Dans les concours de áo dài, les participantes représentent en même temps la tradition et la modernité. Elles doivent démontrer leur capacité à négocier deux mentalités culturelles, vietnamienne et occidentale, mais sans pour autant se perdre dans l’une ou dans l’autre (Nhi 2011, p. 76). Elles doivent prouver qu’elles peuvent assimiler les valeurs de la culture vietnamienne avec les valeurs de la société qui les accueille (québécoise, canadienne, américaine, française, australienne, etc.), de sorte que ces valeurs arrivent à coexister de façon harmonieuse dans une seule personne, même si elles sont souvent opposées. Le áo dài encourage donc la construction d’une identité hybride, où deux cultures sont bien assimilées, mais dont aucune n’a été annihilée. Par exemple, aux États-Unis, les Vietnamiennes sont à la fois Américaines “sans être complètement américaines”, car elles demeurent encore Vietnamiennes “sans être complètement Vietnamiennes”. Tout comme les Vietnamiennes au Canada et au Québec, elles sont Canadiennes/Québécoises “sans être complètement Canadiennes/Québécoises”. Leur essence culturelle maternelle leur confère encore une identité typiquement vietnamienne “sans être complètement vietnamienne”.  La culture et la musique populaire des Vietnamiens à l’étranger reflètent cette hybridité des mentalités dans la culture de l’identité vietnamienne.

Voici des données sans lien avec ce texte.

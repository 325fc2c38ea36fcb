//! Static author directory (authors.json)

use anyhow::{Context, Result};
use serde::{Deserialize, Serialize};
use std::fs;
use std::path::Path;

/// A single author record
#[derive(Debug, Clone, Serialize, Deserialize)]
pub struct Author {
    /// Identifier referenced by article front matter
    pub id: String,
    /// Display name
    pub name: String,
    /// Role shown under the name
    #[serde(default)]
    pub position: Option<String>,
    /// Profile link
    #[serde(default)]
    pub url: Option<String>,
    /// Avatar image URL
    #[serde(default)]
    pub avatar: Option<String>,
}

/// Lookup table of authors loaded from a static JSON file
#[derive(Debug, Clone, Default)]
pub struct AuthorDirectory {
    authors: Vec<Author>,
}

impl AuthorDirectory {
    /// Load the directory from a JSON array file.
    /// A missing file yields an empty directory, not an error.
    pub fn load<P: AsRef<Path>>(path: P) -> Result<Self> {
        let path = path.as_ref();
        if !path.exists() {
            tracing::debug!("No author directory at {:?}", path);
            return Ok(Self::default());
        }

        let content = fs::read_to_string(path)
            .with_context(|| format!("Failed to read author directory {:?}", path))?;
        let authors: Vec<Author> = serde_json::from_str(&content)
            .with_context(|| format!("Failed to parse author directory {:?}", path))?;

        Ok(Self { authors })
    }

    /// Build a directory from records directly
    pub fn from_authors(authors: Vec<Author>) -> Self {
        Self { authors }
    }

    /// Look up a single author by id
    pub fn get(&self, id: &str) -> Option<&Author> {
        self.authors.iter().find(|a| a.id == id)
    }

    /// Resolve a list of ids to author records, logging unknown ids
    pub fn resolve(&self, ids: &[String]) -> Vec<&Author> {
        ids.iter()
            .filter_map(|id| {
                let found = self.get(id);
                if found.is_none() {
                    tracing::warn!("Unknown author id '{}'", id);
                }
                found
            })
            .collect()
    }

    /// All authors
    pub fn all(&self) -> &[Author] {
        &self.authors
    }

    pub fn is_empty(&self) -> bool {
        self.authors.is_empty()
    }
}
//! CLI entry point for inkpress

use anyhow::Result;
use clap::{Parser, Subcommand};
use std::path::PathBuf;
use tracing_subscriber::{layer::SubscriberExt, util::SubscriberInitExt};

#[derive(Parser)]
#[command(name = "inkpress")]
#[command(version)]
#[command(about = "A static blog generator for markdown articles", long_about = None)]
struct Cli {
    /// Set the base directory (defaults to current directory)
    #[arg(short, long, global = true)]
    cwd: Option<PathBuf>,

    /// Enable debug output
    #[arg(short, long, global = true)]
    debug: bool,

    #[command(subcommand)]
    command: Commands,
}

#[derive(Subcommand)]
enum Commands {
    /// Initialize a new site
    Init {
        /// Directory to initialize (defaults to current directory)
        #[arg(default_value = ".")]
        folder: PathBuf,
    },

    /// Create a new article
    New {
        /// Title of the new article
        title: String,

        /// Author id to put in the front matter
        #[arg(short, long)]
        author: Option<String>,
    },

    /// Generate static files
    #[command(alias = "g")]
    Generate {
        /// Watch for file changes
        #[arg(short, long)]
        watch: bool,
    },

    /// Start a local server
    #[command(alias = "s")]
    Server {
        /// Port to listen on
        #[arg(short, long, default_value = "4000")]
        port: u16,

        /// IP address to bind to
        #[arg(short, long, default_value = "localhost")]
        ip: String,

        /// Open browser automatically
        #[arg(short, long)]
        open: bool,

        /// Serve without watching for changes
        #[arg(long)]
        r#static: bool,
    },

    /// Clean the public folder
    Clean,

    /// List site content (article, tag, author)
    List {
        #[arg(default_value = "article")]
        r#type: String,
    },

    /// Show how a single article resolves
    Show {
        /// Article slug (the source file name without extension)
        slug: String,
    },

    /// Print version information
    Version,
}

#[tokio::main]
async fn main() -> Result<()> {
    let cli = Cli::parse();

    let filter = if cli.debug {
        "inkpress=debug,info"
    } else {
        "inkpress=info"
    };

    tracing_subscriber::registry()
        .with(
            tracing_subscriber::EnvFilter::try_from_default_env().unwrap_or_else(|_| filter.into()),
        )
        .with(tracing_subscriber::fmt::layer())
        .init();

    let base_dir = match cli.cwd {
        Some(dir) => dir,
        None => std::env::current_dir()?,
    };

    match cli.command {
        Commands::Init { folder } => {
            let target_dir = if folder.is_absolute() {
                folder
            } else {
                base_dir.join(folder)
            };
            inkpress::commands::init::init_site(&target_dir)?;
            println!("Initialized site in {:?}", target_dir);
        }

        Commands::New { title, author } => {
            let site = inkpress::Site::open(&base_dir)?;
            inkpress::commands::new::create_article(&site, &title, author.as_deref())?;
        }

        Commands::Generate { watch } => {
            let site = inkpress::Site::open(&base_dir)?;
            tracing::info!("Generating static files...");

            site.generate()?;
            println!("Generated successfully!");

            if watch {
                inkpress::commands::generate::watch(&site).await?;
            }
        }

        Commands::Server {
            port,
            ip,
            open,
            r#static,
        } => {
            let site = inkpress::Site::open(&base_dir)?;

            tracing::info!("Generating static files...");
            site.generate()?;

            tracing::info!("Starting server at http://{}:{}", ip, port);
            inkpress::server::start(&site, &ip, port, !r#static, open).await?;
        }

        Commands::Clean => {
            let site = inkpress::Site::open(&base_dir)?;
            site.clean()?;
            println!("Cleaned successfully!");
        }

        Commands::List { r#type } => {
            let site = inkpress::Site::open(&base_dir)?;
            inkpress::commands::list::run(&site, &r#type)?;
        }

        Commands::Show { slug } => {
            let site = inkpress::Site::open(&base_dir)?;
            inkpress::commands::show::run(&site, &slug)?;
        }

        Commands::Version => {
            println!("inkpress {}", env!("CARGO_PKG_VERSION"));
        }
    }

    Ok(())
}
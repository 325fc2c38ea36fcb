//! Clean the public directory

use anyhow::Result;
use std::fs;

use crate::Site;

/// Remove the generated output
pub fn run(site: &Site) -> Result<()> {
    if site.public_dir.exists() {
        fs::remove_dir_all(&site.public_dir)?;
        tracing::info!("Removed {:?}", site.public_dir);
    }
    Ok(())
}
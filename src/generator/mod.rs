//! Generator module - renders article and index pages to the public directory

use anyhow::Result;
use std::fs;
use walkdir::WalkDir;

use tera::Context;

use crate::content::{Article, AuthorDirectory};
use crate::helpers::{extract_toc, format_date, reading_time_label, render_toc};
use crate::seo::ArticleSeo;
use crate::templates::{
    ArticleData, AuthorCard, ConfigData, NavCard, PaginationData, RelatedEntry, TemplateRenderer,
    STYLESHEET,
};
use crate::Site;

/// Static site generator
pub struct Generator {
    site: Site,
    renderer: TemplateRenderer,
    authors: AuthorDirectory,
}

impl Generator {
    /// Create a new generator
    pub fn new(site: &Site) -> Result<Self> {
        let renderer = TemplateRenderer::new()?;
        let authors = AuthorDirectory::load(site.authors_file())?;

        Ok(Self {
            site: site.clone(),
            renderer,
            authors,
        })
    }

    /// Generate the entire site from a newest-first article list
    pub fn generate(&self, articles: &[Article]) -> Result<()> {
        fs::create_dir_all(&self.site.public_dir)?;

        self.write_stylesheet()?;
        self.copy_content_assets()?;

        let config_data = self.build_config_data();

        self.generate_index_pages(articles, &config_data)?;
        self.generate_article_pages(articles, &config_data)?;
        self.generate_root_redirect()?;
        self.generate_atom_feed(articles)?;

        Ok(())
    }

    fn build_config_data(&self) -> ConfigData {
        ConfigData {
            title: self.site.config.title.clone(),
            description: self.site.config.description.clone(),
            url: self.site.config.url.clone(),
            root: self.site.config.root.clone(),
            blog_root: self.site.config.blog_root.trim_matches('/').to_string(),
            language: self.site.config.language.clone(),
        }
    }

    fn article_data(&self, article: &Article) -> ArticleData {
        let thumb_url = article
            .thumb
            .as_deref()
            .map(|file| crate::helpers::blog_image_url(&self.site.config, file));

        ArticleData {
            slug: article.slug.clone(),
            title: article.title.clone(),
            description: article.description.clone().unwrap_or_default(),
            date: format_date(&article.date, &self.site.config.date_format),
            reading_time: reading_time_label(article.reading_time),
            tags: article.tags.clone(),
            content: article.content.clone(),
            path: article.path.clone(),
            thumb_url,
            video: article.video.clone(),
        }
    }

    /// Generate the paginated blog index under `<blog_root>/`
    fn generate_index_pages(&self, articles: &[Article], config_data: &ConfigData) -> Result<()> {
        let per_page = self.site.config.per_page.max(1);
        let total_pages = articles.len().div_ceil(per_page).max(1);
        let blog_root = self.site.config.blog_root.trim_matches('/').to_string();

        let page_url = |n: usize| -> String {
            if n == 1 {
                format!("{}{}/", self.site.config.root, blog_root)
            } else {
                format!("{}{}/page/{}/", self.site.config.root, blog_root, n)
            }
        };

        for page_num in 1..=total_pages {
            let start = (page_num - 1) * per_page;
            let end = (start + per_page).min(articles.len());
            let page_articles: Vec<ArticleData> = articles[start..end]
                .iter()
                .map(|a| self.article_data(a))
                .collect();

            let pagination = PaginationData {
                total: total_pages,
                current: page_num,
                prev_link: if page_num > 1 {
                    page_url(page_num - 1)
                } else {
                    String::new()
                },
                next_link: if page_num < total_pages {
                    page_url(page_num + 1)
                } else {
                    String::new()
                },
            };

            let mut context = Context::new();
            context.insert("config", config_data);
            context.insert("seo_head", &self.index_head());
            context.insert("page_articles", &page_articles);
            context.insert("pagination", &pagination);

            let html = self.renderer.render("index.html", &context)?;

            let output_path = if page_num == 1 {
                self.site.public_dir.join(&blog_root).join("index.html")
            } else {
                self.site
                    .public_dir
                    .join(&blog_root)
                    .join(format!("page/{}/index.html", page_num))
            };

            if let Some(parent) = output_path.parent() {
                fs::create_dir_all(parent)?;
            }
            fs::write(&output_path, html)?;
            tracing::debug!("Generated: {:?}", output_path);
        }

        Ok(())
    }

    /// Head block for index pages
    fn index_head(&self) -> String {
        let mut head = format!(
            "<title>{}</title>\n",
            escape_xml(&self.site.config.title)
        );
        if !self.site.config.description.is_empty() {
            head.push_str(&format!(
                "<meta name=\"description\" content=\"{}\">\n",
                escape_xml(&self.site.config.description)
            ));
        }
        head
    }

    /// Generate one page per article
    fn generate_article_pages(&self, articles: &[Article], config_data: &ConfigData) -> Result<()> {
        for article in articles {
            let html = self.render_article_page(article, articles, config_data)?;

            let clean_path = article.path.trim_start_matches('/');
            let output_path = self.site.public_dir.join(clean_path).join("index.html");
            if let Some(parent) = output_path.parent() {
                fs::create_dir_all(parent)?;
            }
            fs::write(&output_path, html)?;
            tracing::debug!("Generated article: {:?}", output_path);
        }

        tracing::info!("Generated {} article pages", articles.len());
        Ok(())
    }

    /// Render a single article page
    pub fn render_article_page(
        &self,
        article: &Article,
        articles: &[Article],
        config_data: &ConfigData,
    ) -> Result<String> {
        let resolved_authors = self.authors.resolve(&article.authors);

        let author_cards: Vec<AuthorCard> = resolved_authors
            .iter()
            .map(|a| AuthorCard {
                name: a.name.clone(),
                position: a.position.clone().unwrap_or_default(),
                url: a.url.clone(),
                avatar: a.avatar.clone(),
            })
            .collect();

        let seo = ArticleSeo::for_article(&self.site.config, article, &resolved_authors);

        // Per-article depth override, site default otherwise
        let depth = article.toc_depth.unwrap_or(self.site.config.toc_max_depth);
        let toc_html = render_toc(&extract_toc(&article.raw, depth));

        let related: Vec<RelatedEntry> = article
            .related(articles, self.site.config.related_limit)
            .into_iter()
            .map(|a| RelatedEntry {
                title: a.title.clone(),
                path: a.path.clone(),
            })
            .collect();

        let mut context = Context::new();
        context.insert("config", config_data);
        context.insert("seo_head", &seo.meta_tags());
        context.insert("article", &self.article_data(article));
        context.insert("authors", &author_cards);
        context.insert("toc", &toc_html);
        context.insert("show_toc", &!toc_html.is_empty());
        context.insert("related", &related);

        if let Some(prev) = article.prev(articles) {
            context.insert(
                "prev_article",
                &NavCard {
                    title: prev.title.clone(),
                    date: prev.date.format("%Y-%m-%d").to_string(),
                    path: prev.path.clone(),
                },
            );
        }
        if let Some(next) = article.next(articles) {
            context.insert(
                "next_article",
                &NavCard {
                    title: next.title.clone(),
                    date: next.date.format("%Y-%m-%d").to_string(),
                    path: next.path.clone(),
                },
            );
        }

        self.renderer.render("article.html", &context)
    }

    /// Root index.html redirecting to the blog index
    fn generate_root_redirect(&self) -> Result<()> {
        let target = format!(
            "{}{}/",
            self.site.config.root,
            self.site.config.blog_root.trim_matches('/')
        );
        let html = format!(
            "<!DOCTYPE html>\n<html><head><meta http-equiv=\"refresh\" content=\"0; url={0}\"><link rel=\"canonical\" href=\"{0}\"></head><body></body></html>\n",
            target
        );
        fs::write(self.site.public_dir.join("index.html"), html)?;
        Ok(())
    }

    /// Generate an Atom feed of the newest articles
    fn generate_atom_feed(&self, articles: &[Article]) -> Result<()> {
        let url = self.site.config.url.trim_end_matches('/');

        let mut feed = String::new();
        feed.push_str("<?xml version=\"1.0\" encoding=\"utf-8\"?>\n");
        feed.push_str("<feed xmlns=\"http://www.w3.org/2005/Atom\">\n");
        feed.push_str(&format!(
            "  <title>{}</title>\n",
            escape_xml(&self.site.config.title)
        ));
        feed.push_str(&format!("  <link href=\"{}/atom.xml\" rel=\"self\"/>\n", url));
        feed.push_str(&format!("  <link href=\"{}/\"/>\n", url));
        feed.push_str(&format!(
            "  <updated>{}</updated>\n",
            articles
                .first()
                .map(|a| a.date.to_rfc3339())
                .unwrap_or_else(|| chrono::Local::now().to_rfc3339())
        ));
        feed.push_str(&format!("  <id>{}/</id>\n", url));

        for article in articles.iter().take(20) {
            let summary = article
                .description
                .clone()
                .unwrap_or_else(|| truncate_plain(&article.content, 280));

            feed.push_str("  <entry>\n");
            feed.push_str(&format!(
                "    <title>{}</title>\n",
                escape_xml(&article.title)
            ));
            feed.push_str(&format!("    <link href=\"{}\"/>\n", article.permalink));
            feed.push_str(&format!("    <id>{}</id>\n", article.permalink));
            feed.push_str(&format!(
                "    <published>{}</published>\n",
                article.date.to_rfc3339()
            ));
            feed.push_str(&format!(
                "    <updated>{}</updated>\n",
                article.updated.unwrap_or(article.date).to_rfc3339()
            ));
            feed.push_str(&format!(
                "    <summary>{}</summary>\n",
                escape_xml(&summary)
            ));
            feed.push_str("  </entry>\n");
        }

        feed.push_str("</feed>\n");

        fs::write(self.site.public_dir.join("atom.xml"), feed)?;
        tracing::info!("Generated atom.xml");

        Ok(())
    }

    fn write_stylesheet(&self) -> Result<()> {
        let css_dir = self.site.public_dir.join("css");
        fs::create_dir_all(&css_dir)?;
        fs::write(css_dir.join("style.css"), STYLESHEET)?;
        Ok(())
    }

    /// Copy non-markdown assets (images, attachments) into the output
    fn copy_content_assets(&self) -> Result<()> {
        let content_dir = &self.site.content_dir;
        if !content_dir.exists() {
            return Ok(());
        }

        for entry in WalkDir::new(content_dir)
            .follow_links(true)
            .into_iter()
            .filter_map(|e| e.ok())
        {
            let path = entry.path();
            if !path.is_file() {
                continue;
            }

            let relative = path.strip_prefix(content_dir)?;

            // Article sources are rendered, not copied, and underscore
            // directories are content-internal
            let first = relative
                .components()
                .next()
                .and_then(|c| c.as_os_str().to_str());
            if matches!(first, Some(f) if f.starts_with('_')) {
                continue;
            }
            if matches!(
                path.extension().and_then(|e| e.to_str()),
                Some("md") | Some("markdown") | Some("mdx")
            ) {
                continue;
            }

            let dest = self.site.public_dir.join(relative);
            if let Some(parent) = dest.parent() {
                fs::create_dir_all(parent)?;
            }
            fs::copy(path, &dest)?;
        }

        Ok(())
    }
}

/// Strip HTML tags and truncate for feed summaries
fn truncate_plain(html: &str, max_chars: usize) -> String {
    let mut text = String::new();
    let mut in_tag = false;
    for c in html.chars() {
        match c {
            '<' => in_tag = true,
            '>' => in_tag = false,
            _ if !in_tag => text.push(c),
            _ => {}
        }
    }
    // The body is entity-encoded HTML; decode so the feed writer does not
    // double-encode. `&amp;` goes last.
    let text = text
        .replace("&lt;", "<")
        .replace("&gt;", ">")
        .replace("&quot;", "\"")
        .replace("&#39;", "'")
        .replace("&amp;", "&");
    let text = text.split_whitespace().collect::<Vec<_>>().join(" ");
    if text.chars().count() <= max_chars {
        text
    } else {
        let truncated: String = text.chars().take(max_chars).collect();
        format!("{}…", truncated.trim_end())
    }
}

/// Escape XML special characters
fn escape_xml(s: &str) -> String {
    s.replace('&', "&amp;")
        .replace('<', "&lt;")
        .replace('>', "&gt;")
        .replace('"', "&quot;")
        .replace('\'', "&apos;")
}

Hybridité des identités dans la culture et la musique populaire

Dans les communautés de Vietnamiens à l’étranger, les productions de culture et de musique populaires véhiculent largement cette idée de la construction d’une identité hybride. En tout temps, le áo dài y est toujours présent dans ces productions, car il jour un rôle de « technologie de la mémoire », où il est « l’objet, l’image et la représentation » qui sert à articuler la mémoire culturelle (Bousquet 2005, p. 342). Il est un catalyseur de la mémoire pour réveiller les sentiments d’attachements historique et culturel que les Vietnamiens à l’étranger nourrissent encore pour le Vietnam. Avant de regarder comment le áo dài joue son rôle de catalyseur de la mémoire culturelle dans la culture et la musique populaire, regardons un peu ce que sont la culture et la musique populaire des Vietnamiens à l’étranger.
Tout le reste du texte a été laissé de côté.